--- Task requirements ---
Please repeat, unchanged, the lines at the top of the listing below, ending with the one that has "rank and explanation.".

--- Exercise input ---
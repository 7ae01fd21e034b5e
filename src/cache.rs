//! Result cache: the ranked list from the most recent `find`, persisted to
//! `.ember/.last_search.json` so `cat 3` and `open 3` can resolve numeric
//! references. Id-prefix lookups bypass the cache and hit the store.

use std::path::Path;

use serde::{Deserialize, Serialize};

use crate::errors::{EmberError, Result};
use crate::store::Store;
use crate::types::{Chunk, Query, SearchResult};

/// One cached hit — the chunk fields flattened, plus rank and explanation.
#[derive(Debug, Clone, Serialize, Deserialize, PartialEq)]
pub struct CachedResult {
    pub rank: usize,
    pub score: f32,
    pub path: String,
    pub lang: String,
    pub symbol: Option<String>,
    pub start_line: u32,
    pub end_line: u32,
    pub content: String,
    pub chunk_id: String,
    pub tree_sha: String,
    pub explanation: String,
}

#[derive(Debug, Clone, Serialize, Deserialize, PartialEq)]
pub struct CachedSearch {
    pub query: Query,
    pub results: Vec<CachedResult>,
}

impl CachedResult {
    pub fn from_search(result: &SearchResult) -> Self {
        Self {
            rank: result.rank,
            score: result.score,
            path: result.chunk.path.clone(),
            lang: result.chunk.lang.clone(),
            symbol: result.chunk.symbol.clone(),
            start_line: result.chunk.start_line,
            end_line: result.chunk.end_line,
            content: result.chunk.content.clone(),
            chunk_id: result.chunk.id.clone(),
            tree_sha: result.chunk.tree_sha.clone(),
            explanation: result.explanation.clone(),
        }
    }

    pub fn from_chunk(chunk: &Chunk) -> Self {
        Self {
            rank: 0,
            score: 0.0,
            path: chunk.path.clone(),
            lang: chunk.lang.clone(),
            symbol: chunk.symbol.clone(),
            start_line: chunk.start_line,
            end_line: chunk.end_line,
            content: chunk.content.clone(),
            chunk_id: chunk.id.clone(),
            tree_sha: chunk.tree_sha.clone(),
            explanation: String::new(),
        }
    }
}

/// Persist the ranked list. Called after every successful search.
pub fn write_cache(path: &Path, query: &Query, results: &[SearchResult]) -> Result<()> {
    let cached = CachedSearch {
        query: query.clone(),
        results: results.iter().map(CachedResult::from_search).collect(),
    };
    let text = serde_json::to_string_pretty(&cached)
        .map_err(|e| EmberError::Unknown(format!("failed to serialize search cache: {e}")))?;
    std::fs::write(path, text)?;
    Ok(())
}

/// Load the cache, insisting it exists and holds at least one result.
pub fn load_cache(path: &Path) -> Result<CachedSearch> {
    if !path.exists() {
        return Err(EmberError::NoSearchResults);
    }
    let text = std::fs::read_to_string(path)?;
    let cached: CachedSearch = serde_json::from_str(&text).map_err(|_| {
        EmberError::Unknown("Corrupted search cache; run 'ember find <query>' to refresh it".into())
    })?;
    if cached.results.is_empty() {
        return Err(EmberError::NoSearchResults);
    }
    Ok(cached)
}

/// The i-th result, 1-based.
pub fn lookup_by_index(cached: &CachedSearch, index: usize) -> Result<&CachedResult> {
    if index < 1 || index > cached.results.len() {
        return Err(EmberError::IndexOutOfRange {
            index,
            max: cached.results.len(),
        });
    }
    Ok(&cached.results[index - 1])
}

/// Resolve an id prefix against the whole store: exactly one match wins;
/// ambiguity lists up to five candidates.
pub fn lookup_by_prefix(store: &Store, prefix: &str) -> Result<Chunk> {
    let mut matches = store.find_by_id_prefix(prefix)?;
    if matches.is_empty() {
        return Err(EmberError::ChunkNotFound(prefix.to_string()));
    }
    if matches.len() == 1 {
        return Ok(matches.remove(0));
    }
    let count = matches.len();
    let mut listing: String = matches
        .iter()
        .take(5)
        .map(|c| format!("  {}", c.id))
        .collect::<Vec<_>>()
        .join("\n");
    if count > 5 {
        listing.push_str(&format!("\n  ... and {} more", count - 5));
    }
    Err(EmberError::AmbiguousIdPrefix {
        prefix: prefix.to_string(),
        count,
        listing,
    })
}
#[cfg(test)]
mod tests {
    use super::testing::*;
    use super::*;

    fn setup() -> (tempfile::TempDir, GitVcs) {
        let dir = tempfile::tempdir().unwrap();
        init_repo(dir.path());
        let vcs = GitVcs::open(dir.path()).unwrap();
        (dir, vcs)
    }

    #[test]
    fn open_outside_a_repository_fails() {
        let dir = tempfile::tempdir().unwrap();
        assert!(matches!(
            GitVcs::open(dir.path()).unwrap_err(),
            EmberError::NotARepository(_)
        ));
    }

    #[test]
    fn empty_repository_is_distinguished_from_bad_ref() {
        let (_dir, vcs) = setup();
        assert!(matches!(
            vcs.tree_sha("HEAD").unwrap_err(),
            EmberError::NoCommitsYet
        ));
    }

    #[test]
    fn invalid_ref_after_first_commit() {
        let (dir, vcs) = setup();
        write_file(dir.path(), "a.py", "def foo(): pass\n");
        let repo = Repository::open(dir.path()).unwrap();
        commit_all(&repo, "init");

        assert!(vcs.tree_sha("HEAD").is_ok());
        assert!(matches!(
            vcs.tree_sha("no-such-branch").unwrap_err(),
            EmberError::InvalidRef { .. }
        ));
    }

    #[test]
    fn worktree_sha_sees_untracked_files() {
        let (dir, vcs) = setup();
        write_file(dir.path(), "a.py", "def foo(): pass\n");
        let first = vcs.worktree_tree_sha().unwrap();

        write_file(dir.path(), "b.py", "def bar(): pass\n");
        let second = vcs.worktree_tree_sha().unwrap();
        assert_ne!(first, second);

        // Identical content => identical tree SHA.
        let third = vcs.worktree_tree_sha().unwrap();
        assert_eq!(second, third);
    }

    #[test]
    fn worktree_sha_skips_gitignored_paths() {
        let (dir, vcs) = setup();
        write_file(dir.path(), ".gitignore", "ignored.log\n");
        write_file(dir.path(), "a.py", "x = 1\n");
        let before = vcs.worktree_tree_sha().unwrap();

        write_file(dir.path(), "ignored.log", "noise\n");
        let after = vcs.worktree_tree_sha().unwrap();
        assert_eq!(before, after);

        let files = vcs.list_tracked_files().unwrap();
        assert!(files.contains(&PathBuf::from("a.py")));
        assert!(!files.contains(&PathBuf::from("ignored.log")));
    }

    #[test]
    fn worktree_sha_ignores_the_index_directory() {
        let (dir, vcs) = setup();
        write_file(dir.path(), "a.py", "x = 1\n");
        let before = vcs.worktree_tree_sha().unwrap();

        // No .gitignore here: the snapshot itself must exclude .ember/.
        write_file(dir.path(), ".ember/index.db", "binary-ish contents");
        let after = vcs.worktree_tree_sha().unwrap();
        assert_eq!(before, after);
        assert!(!vcs
            .list_tracked_files()
            .unwrap()
            .iter()
            .any(|p| p.starts_with(".ember")));
    }

    #[test]
    fn worktree_hashing_leaves_staging_area_alone() {
        let (dir, vcs) = setup();
        write_file(dir.path(), "a.py", "x = 1\n");
        vcs.worktree_tree_sha().unwrap();

        // The file must still be untracked, not staged.
        let repo = Repository::open(dir.path()).unwrap();
        let mut opts = git2::StatusOptions::new();
        opts.include_untracked(true);
        let statuses = repo.statuses(Some(&mut opts)).unwrap();
        let entry = statuses
            .iter()
            .find(|s| s.path() == Some("a.py"))
            .expect("a.py should appear in status");
        assert!(entry.status().contains(git2::Status::WT_NEW));
        assert!(!entry.status().contains(git2::Status::INDEX_NEW));
    }

    #[test]
    fn worktree_sha_reflects_unstaged_modifications() {
        let (dir, vcs) = setup();
        write_file(dir.path(), "a.py", "x = 1\n");
        let repo = Repository::open(dir.path()).unwrap();
        commit_all(&repo, "init");
        let committed = vcs.tree_sha("HEAD").unwrap();
        assert_eq!(vcs.worktree_tree_sha().unwrap(), committed);

        write_file(dir.path(), "a.py", "x = 2\n");
        assert_ne!(vcs.worktree_tree_sha().unwrap(), committed);
    }

    #[test]
    fn diff_reports_added_modified_deleted() {
        let (dir, vcs) = setup();
        let repo = Repository::open(dir.path()).unwrap();

        write_file(dir.path(), "keep.py", "keep = 1\n");
        write_file(dir.path(), "gone.py", "gone = 1\n");
        commit_all(&repo, "one");
        let from = vcs.tree_sha("HEAD").unwrap();

        write_file(dir.path(), "keep.py", "keep = 2\n");
        std::fs::remove_file(dir.path().join("gone.py")).unwrap();
        write_file(dir.path(), "new.py", "fresh = 1\n");
        commit_all(&repo, "two");
        let to = vcs.tree_sha("HEAD").unwrap();

        let changes = vcs.diff_files(Some(&from), &to).unwrap();
        let get = |p: &str| {
            changes
                .iter()
                .find(|c| c.path == PathBuf::from(p))
                .unwrap_or_else(|| panic!("no change for {p}"))
                .status
        };
        assert_eq!(get("new.py"), FileStatus::Added);
        assert_eq!(get("keep.py"), FileStatus::Modified);
        assert_eq!(get("gone.py"), FileStatus::Deleted);
    }

    #[test]
    fn diff_detects_renames_with_old_path() {
        let (dir, vcs) = setup();
        let repo = Repository::open(dir.path()).unwrap();

        write_file(dir.path(), "b.py", "def bar(): pass\n# filler to make content distinctive\n");
        commit_all(&repo, "one");
        let from = vcs.tree_sha("HEAD").unwrap();

        std::fs::rename(dir.path().join("b.py"), dir.path().join("c.py")).unwrap();
        commit_all(&repo, "two");
        let to = vcs.tree_sha("HEAD").unwrap();

        let changes = vcs.diff_files(Some(&from), &to).unwrap();
        assert_eq!(changes.len(), 1);
        assert_eq!(changes[0].status, FileStatus::Renamed);
        assert_eq!(changes[0].path, PathBuf::from("c.py"));
        assert_eq!(changes[0].old_path, Some(PathBuf::from("b.py")));
    }

    #[test]
    fn diff_from_none_is_against_empty_tree() {
        let (dir, vcs) = setup();
        let repo = Repository::open(dir.path()).unwrap();
        write_file(dir.path(), "a.py", "x = 1\n");
        commit_all(&repo, "one");
        let to = vcs.tree_sha("HEAD").unwrap();

        let changes = vcs.diff_files(None, &to).unwrap();
        assert_eq!(changes.len(), 1);
        assert_eq!(changes[0].status, FileStatus::Added);
    }

    #[test]
    fn file_content_at_ref() {
        let (dir, vcs) = setup();
        let repo = Repository::open(dir.path()).unwrap();
        write_file(dir.path(), "src/a.py", "original\n");
        commit_all(&repo, "one");

        write_file(dir.path(), "src/a.py", "modified\n");
        let content = vcs.file_content(Path::new("src/a.py"), "HEAD").unwrap();
        assert_eq!(content, b"original\n");

        assert!(matches!(
            vcs.file_content(Path::new("missing.py"), "HEAD").unwrap_err(),
            EmberError::FileNotFoundAtRef { .. }
        ));
    }

    #[test]
    fn listing_files_at_ref_walks_subdirectories() {
        let (dir, vcs) = setup();
        let repo = Repository::open(dir.path()).unwrap();
        write_file(dir.path(), "src/deep/a.py", "x = 1\n");
        write_file(dir.path(), "top.py", "y = 2\n");
        commit_all(&repo, "one");

        let files = vcs.list_files_at("HEAD").unwrap();
        assert_eq!(
            files,
            vec![PathBuf::from("src/deep/a.py"), PathBuf::from("top.py")]
        );
    }
}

--- Exercise answer ---
repository 7ae01fd21e034b5e
filename src/cache.rs
//! Result cache: the ranked list from the most recent `find`, persisted to
//! `.ember/.last_search.json` so `cat 3` and `open 3` can resolve numeric
//! references. Id-prefix lookups bypass the cache and hit the store.

use std::path::Path;

use serde::{Deserialize, Serialize};

use crate::errors::{EmberError, Result};
use crate::store::Store;
use crate::types::{Chunk, Query, SearchResult};

/// One cached hit — the chunk fields flattened, plus rank and explanation.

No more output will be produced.